Seattle proposes progressive business tax on largest companies
Apr 20, 2018, 12:36 PM | Updated: May 9, 2018, 12:58 pm
(MyNorthwest)
After months of deliberation and committee meetings, Seattle officials have developed legislation to impose a progressive business tax on the city’s largest companies.
RELATED: Seattle businesses say “We’re being taxed to death”
“The answer to our homelessness crisis is not as simple as being austere and shuffling existing budget priorities,” said Councilmember Lorena González. “There is no question that additional resources are needed to fund housing and services that are working. This new revenue is targeted towards building deeply affordable housing and funding services that allow a person to become healthy, stable and independent.”
The council’s progressive business tax legislation exempts non-profits and aims to avoid taxing small and medium businesses. The legislation will be introduced on April 23, then go through council committees. It could be voted on as early as May 14. Along with the legislation, the council will submit a resolution that guides spending for the tax.
“Seattle’s small businesses, about 97 percent of all businesses in the city, will not be taxed by this proposal,” said Seattle Councilmember Mike O’Brien. “Just the opposite, this proposal does much of what many small businesses want to see in responding to the crisis – create more safe and appropriate places for people to go.”
O’Brien argues that the progressive tax will “jumpstart” the region’s approach to solving the homeless crisis, which the city has failed to keep pace with.
Seattle’s progressive business tax
If passed the head tax could be implemented as soon as 2019. The proposal is really two separate taxes, implemented one after the other. The council proposes to shift to a payroll tax on Jan. 1, 2021 after three years of collecting the head tax.
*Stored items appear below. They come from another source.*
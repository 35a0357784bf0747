//! Task identity, outcomes and the worker seam.

use std::fmt;
use std::future::Future;
use std::marker::PhantomData;

use async_trait::async_trait;
use serde::{Deserialize, Serialize};

use crate::constants::TASK_KEY_SEPARATOR;

/// Stable identity of a unit of migration work, e.g.
/// `{identifier}:{handle}:{verb}`
#[derive(Debug, Clone, PartialEq, Eq, PartialOrd, Ord, Hash, Serialize, Deserialize)]
#[serde(transparent)]
pub struct TaskKey(String);

impl TaskKey {
    pub fn new(key: impl Into<String>) -> Self {
        TaskKey(key.into())
    }

    /// Join `parts` with `:`
    pub fn from_parts<I, S>(parts: I) -> Self
    where
        I: IntoIterator<Item = S>,
        S: AsRef<str>,
    {
        let joined = parts
            .into_iter()
            .map(|p| p.as_ref().to_string())
            .collect::<Vec<_>>()
            .join(TASK_KEY_SEPARATOR);
        TaskKey(joined)
    }

    pub fn as_str(&self) -> &str {
        &self.0
    }
}

impl fmt::Display for TaskKey {
    fn fmt(&self, f: &mut fmt::Formatter<'_>) -> fmt::Result {
        f.write_str(&self.0)
    }
}

impl From<&str> for TaskKey {
    fn from(key: &str) -> Self {
        TaskKey::new(key)
    }
}

impl From<String> for TaskKey {
    fn from(key: String) -> Self {
        TaskKey(key)
    }
}

/// Anything the engine can execute once per key
pub trait MigrationTask: Send + Sync + 'static {
    fn key(&self) -> TaskKey;
}

/// Result of a worker run that reached a decision
///
/// Both successes and failures are recorded in the ledger and make the task
/// done. A worker that cannot reach a decision returns `Err` instead, which
/// leaves the task not done.
#[derive(Debug, Clone, PartialEq, Eq, Serialize, Deserialize)]
pub struct TaskOutcome {
    pub success: bool,
    pub output: String,
}

impl TaskOutcome {
    pub fn success(output: impl Into<String>) -> Self {
        Self {
            success: true,
            output: output.into(),
        }
    }

    pub fn failure(output: impl Into<String>) -> Self {
        Self {
            success: false,
            output: output.into(),
        }
    }
}

/// Executes one task
///
/// Implementations must be safe to invoke more than once for the same key
/// across ledgers; the engine only prevents re-invocation within one ledger.
#[async_trait]
pub trait TaskWorker<T: MigrationTask>: Send + Sync + 'static {
    async fn run(&self, task: &T) -> anyhow::Result<TaskOutcome>;
}

/// Adapts an async closure taking an owned task into a [`TaskWorker`]
pub struct FnWorker<T, F> {
    f: F,
    _task: PhantomData<fn(T)>,
}

impl<T, F> FnWorker<T, F> {
    pub fn new(f: F) -> Self {
        Self {
            f,
            _task: PhantomData,
        }
    }
}

#[async_trait]
impl<T, F, Fut> TaskWorker<T> for FnWorker<T, F>
where
    T: MigrationTask + Clone,
    F: Fn(T) -> Fut + Send + Sync + 'static,
    Fut: Future<Output = anyhow::Result<TaskOutcome>> + Send + 'static,
{
    async fn run(&self, task: &T) -> anyhow::Result<TaskOutcome> {
        (self.f)(task.clone()).await
    }
}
The payroll tax was preferred by business representatives at an April 18 council committee meeting.
- About 500 businesses will be subject to the tax, which is about 3 percent of the city’s companies. It will apply to companies making more than $20 million annually in gross receipts.
- Businesses will be taxed $0.26042 per hour, per employee working in Seattle, or $500 per employee / year.
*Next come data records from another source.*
//! # Payload Codec
//!
//! The resource document travels inside each item's payload attribute as UTF-8
//! JSON compressed with raw DEFLATE (no zlib or gzip container). Older,
//! unmigrated items may carry the document uncompressed, either as bytes or as
//! text, so [`decode_item_payload`] accepts every form the table has held.

use std::io::Write;

use base64::engine::general_purpose::STANDARD;
use base64::Engine;
use flate2::write::DeflateEncoder;
use flate2::{Compression, Decompress, FlushDecompress, Status};
use serde_json::Value;

use crate::codec::attribute::TaggedValue;
use crate::error::{MigrationError, Result};

/// Serialize a document to compact JSON and compress it as raw DEFLATE
pub fn compress(doc: &Value) -> Result<Vec<u8>> {
    let json = serde_json::to_vec(doc)?;
    let mut encoder = DeflateEncoder::new(Vec::with_capacity(json.len() / 2), Compression::default());
    encoder
        .write_all(&json)
        .map_err(|e| MigrationError::serialization(format!("deflate failed: {e}")))?;
    encoder
        .finish()
        .map_err(|e| MigrationError::serialization(format!("deflate failed: {e}")))
}

/// Inflate a raw DEFLATE stream and parse the JSON it contains
pub fn decompress(raw: &[u8]) -> Result<Value> {
    let text = inflate(raw)?;
    serde_json::from_slice(&text)
        .map_err(|e| MigrationError::decode("payload", format!("invalid JSON after inflate: {e}")))
}

/// Whether `raw` is a valid raw DEFLATE stream
pub fn is_compressed(raw: &[u8]) -> bool {
    !raw.is_empty() && inflate(raw).is_ok()
}

/// Inflate a complete raw DEFLATE stream; a stream that ends before its final
/// block is an error, not a short read.
fn inflate(raw: &[u8]) -> Result<Vec<u8>> {
    let mut inflater = Decompress::new(false);
    let mut out: Vec<u8> = Vec::with_capacity(raw.len().saturating_mul(4).max(64));
    loop {
        if out.len() == out.capacity() {
            out.reserve(out.capacity());
        }
        let consumed = inflater.total_in() as usize;
        let produced = inflater.total_out();
        let status = inflater
            .decompress_vec(&raw[consumed..], &mut out, FlushDecompress::Finish)
            .map_err(|e| MigrationError::decode("payload", format!("invalid deflate stream: {e}")))?;
        match status {
            Status::StreamEnd => return Ok(out),
            Status::Ok | Status::BufError => {
                let progressed =
                    inflater.total_in() as usize > consumed || inflater.total_out() > produced;
                if !progressed {
                    return Err(MigrationError::decode(
                        "payload",
                        "incomplete or truncated deflate stream",
                    ));
                }
            }
        }
    }
}

/// Decode a payload attribute in any of its stored forms
///
/// * binary: compressed, or plain JSON bytes
/// * string: base64 of compressed bytes, or plain JSON text
///
/// `key` names the item in error messages.
pub fn decode_item_payload(value: &TaggedValue, key: &str) -> Result<Value> {
    let with_key = |err: MigrationError| match err {
        MigrationError::Decode { reason, .. } => MigrationError::decode(key, reason),
        other => other,
    };
    match value {
        TaggedValue::B(bytes) => match decompress(bytes) {
            Ok(doc) => Ok(doc),
            Err(inflate_err) => serde_json::from_slice(bytes).map_err(|json_err| {
                MigrationError::decode(
                    key,
                    format!("payload is neither deflated ({inflate_err}) nor JSON ({json_err})"),
                )
            }),
        },
        TaggedValue::S(text) => {
            if let Ok(bytes) = STANDARD.decode(text.trim()) {
                if is_compressed(&bytes) {
                    return decompress(&bytes).map_err(with_key);
                }
            }
            serde_json::from_str(text).map_err(|e| {
                MigrationError::decode(key, format!("payload is neither base64 deflate nor JSON: {e}"))
            })
        }
        other => Err(MigrationError::decode(
            key,
            format!("payload attribute has type {}, expected B or S", other.type_tag()),
        )),
    }
}

/// Encode a document into the binary payload attribute form
pub fn encode_item_payload(doc: &Value) -> Result<TaggedValue> {
    compress(doc).map(TaggedValue::B)
}

#[cfg(test)]
mod tests {
    use super::*;
    use serde_json::json;

    #[test]
    fn test_round_trip() {
        let doc = json!({"identifier": "1", "title": "X", "n": [1, 2.5, null]});
        let packed = compress(&doc).unwrap();
        assert!(is_compressed(&packed));
        assert_eq!(decompress(&packed).unwrap(), doc);
    }

    #[test]
    fn test_raw_deflate_framing_has_no_zlib_header() {
        let packed = compress(&json!({"a": 1})).unwrap();
        // zlib streams start with 0x78
        assert_ne!(packed[0], 0x78);

        let mut zlib = flate2::write::ZlibEncoder::new(Vec::new(), Compression::default());
        zlib.write_all(br#"{"a":1}"#).unwrap();
        let zlib = zlib.finish().unwrap();
        assert!(decompress(&zlib).is_err());
    }

    #[test]
    fn test_interop_with_independent_deflater() {
        let mut enc = DeflateEncoder::new(Vec::new(), Compression::best());
        enc.write_all(br#"{"title":"Y"}"#).unwrap();
        let raw = enc.finish().unwrap();
        assert_eq!(decompress(&raw).unwrap(), json!({"title": "Y"}));
    }

    #[test]
    fn test_plain_json_is_not_compressed() {
        assert!(!is_compressed(br#"{"plain": true}"#));
        assert!(!is_compressed(b""));
    }

    #[test]
    fn test_decode_item_payload_forms() {
        let doc = json!({"identifier": "7"});
        let packed = compress(&doc).unwrap();

        let binary = TaggedValue::B(packed.clone());
        assert_eq!(decode_item_payload(&binary, "k").unwrap(), doc);

        let plain_bytes = TaggedValue::B(serde_json::to_vec(&doc).unwrap());
        assert_eq!(decode_item_payload(&plain_bytes, "k").unwrap(), doc);

        let b64 = TaggedValue::S(STANDARD.encode(&packed));
        assert_eq!(decode_item_payload(&b64, "k").unwrap(), doc);

        let text = TaggedValue::S(doc.to_string());
        assert_eq!(decode_item_payload(&text, "k").unwrap(), doc);
    }

    #[test]
    fn test_decode_failure_names_the_item() {
        let err = decode_item_payload(&TaggedValue::B(vec![0xff, 0x00, 0x13]), "PK0=Resource:9")
            .unwrap_err();
        match err {
            MigrationError::Decode { key, .. } => assert_eq!(key, "PK0=Resource:9"),
            other => panic!("unexpected error: {other}"),
        }

        let err = decode_item_payload(&TaggedValue::Bool(true), "PK0=x").unwrap_err();
        assert!(format!("{err}").contains("BOOL"));
    }
}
- When the city shifts to a payroll tax in 2021, it will charge 0.7 percent of all payroll related to work performed in Seattle by those same large companies. The proposal argues that this will tax higher salaries more than smaller ones.
- Both taxes are aimed to raise $75 million annually.
What will it fund?
According to the city council, 29,000 households in Seattle earn less than 50 percent of the area’s median income and are paying more than 50 percent of their income on rent. The area needs more than 140,000 affordable units, with only about 15,000 offered or are currently being built.
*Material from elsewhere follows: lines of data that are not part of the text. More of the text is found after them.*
mod common;

use async_trait::async_trait;
use base64::engine::general_purpose::STANDARD;
use base64::Engine;
use common::*;
use proptest::prelude::*;
use registry_migrate::batch::{Batch, BatchIterator, BatchSink};
use registry_migrate::codec::payload::{compress, decode_item_payload, decompress, is_compressed};
use registry_migrate::codec::{decode, encode, NativeValue, TaggedValue};
use registry_migrate::error::MigrationError;
use serde_json::json;

#[derive(Default)]
struct CountingSink {
    sizes: Vec<usize>,
}

#[async_trait]
impl BatchSink for CountingSink {
    async fn on_batch(&mut self, batch: Batch) -> registry_migrate::Result<()> {
        self.sizes.push(batch.len());
        Ok(())
    }
}

proptest! {
    /// Property: Compressed payloads inflate back to the same document
    #[test]
    fn payload_round_trips_through_deflate(doc in json_document_strategy()) {
        let raw = compress(&doc).unwrap();
        prop_assert!(is_compressed(&raw));
        prop_assert_eq!(decompress(&raw).unwrap(), doc);
    }

    /// Property: Every stored payload form decodes to the same document
    #[test]
    fn payload_decodes_from_every_stored_form(doc in json_document_strategy()) {
        let raw = compress(&doc).unwrap();
        let plain = serde_json::to_vec(&doc).unwrap();

        let binary = decode_item_payload(&TaggedValue::B(raw.clone()), "k").unwrap();
        let legacy = decode_item_payload(&TaggedValue::B(plain.clone()), "k").unwrap();
        let text = decode_item_payload(&TaggedValue::S(STANDARD.encode(&raw)), "k").unwrap();
        prop_assert_eq!(&binary, &doc);
        prop_assert_eq!(&legacy, &doc);
        prop_assert_eq!(&text, &doc);
    }

    /// Property: Encodable values decode back to an equal value
    #[test]
    fn attribute_values_round_trip(value in native_value_strategy()) {
        let tagged = encode(&value).unwrap();
        prop_assert_eq!(decode(&tagged).unwrap(), value);
    }

    /// Property: A set mixing strings and numbers is rejected wherever it sits
    #[test]
    fn mixed_sets_are_never_coerced(
        text in "[a-z]{1,8}",
        number in any::<i64>(),
        depth in 0usize..4,
    ) {
        let mut value = NativeValue::Set(vec![NativeValue::from(text), NativeValue::from(number)]);
        for _ in 0..depth {
            value = NativeValue::List(vec![NativeValue::Null, value]);
        }
        match encode(&value) {
            Err(MigrationError::UnsupportedType { type_name, .. }) => {
                prop_assert_eq!(type_name, "set<integer|string>");
            }
            other => prop_assert!(false, "expected UnsupportedType, got {:?}", other),
        }
    }

    /// Property: A scan over N items in pages of P yields ceil(N/P) batches holding all N
    #[test]
    fn scan_batches_cover_the_table(n in 0usize..40, p in 1u32..10) {
        let store = resource_store();
        for i in 0..n {
            put_resource(&store, &format!("{i:03}"), &json!({"identifier": i}));
        }

        let mut sink = CountingSink::default();
        let totals = tokio_test::block_on(
            BatchIterator::new(store).scan(&resources_table(), None, p, &mut sink),
        )
        .unwrap();

        prop_assert_eq!(totals.batches, n.div_ceil(p as usize));
        prop_assert_eq!(sink.sizes.iter().sum::<usize>(), n);
        prop_assert!(sink.sizes.iter().all(|size| *size > 0 && *size <= p as usize));
    }
}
RELATED: State senator wants to stop Seattle’s head tax
“In 2017, our city-funded programs exited 3,400 people from homelessness into permanent housing,” González said. “Yet, we continue to see people living and sleeping in public spaces. The causes for homelessness are varied but the result is the same: unsheltered people are unable to find their way into affordable housing because it does not exist at the needed scale.”
Of the $75 million in annual revenue from the progressive business tax:
- 75 percent (about $57 million) will fund the construction of 1,780 “deeply affordable housing units” over the next five years.
- Affordable housing will be targeted at residents earning 30 percent of the area’s median income.
- 20 percent will fund emergency shelter and other services such as building tiny homes, expanding hygiene services, expanding criminal justice diversion programs, services for people living in cars, and adding 362 shelter beds.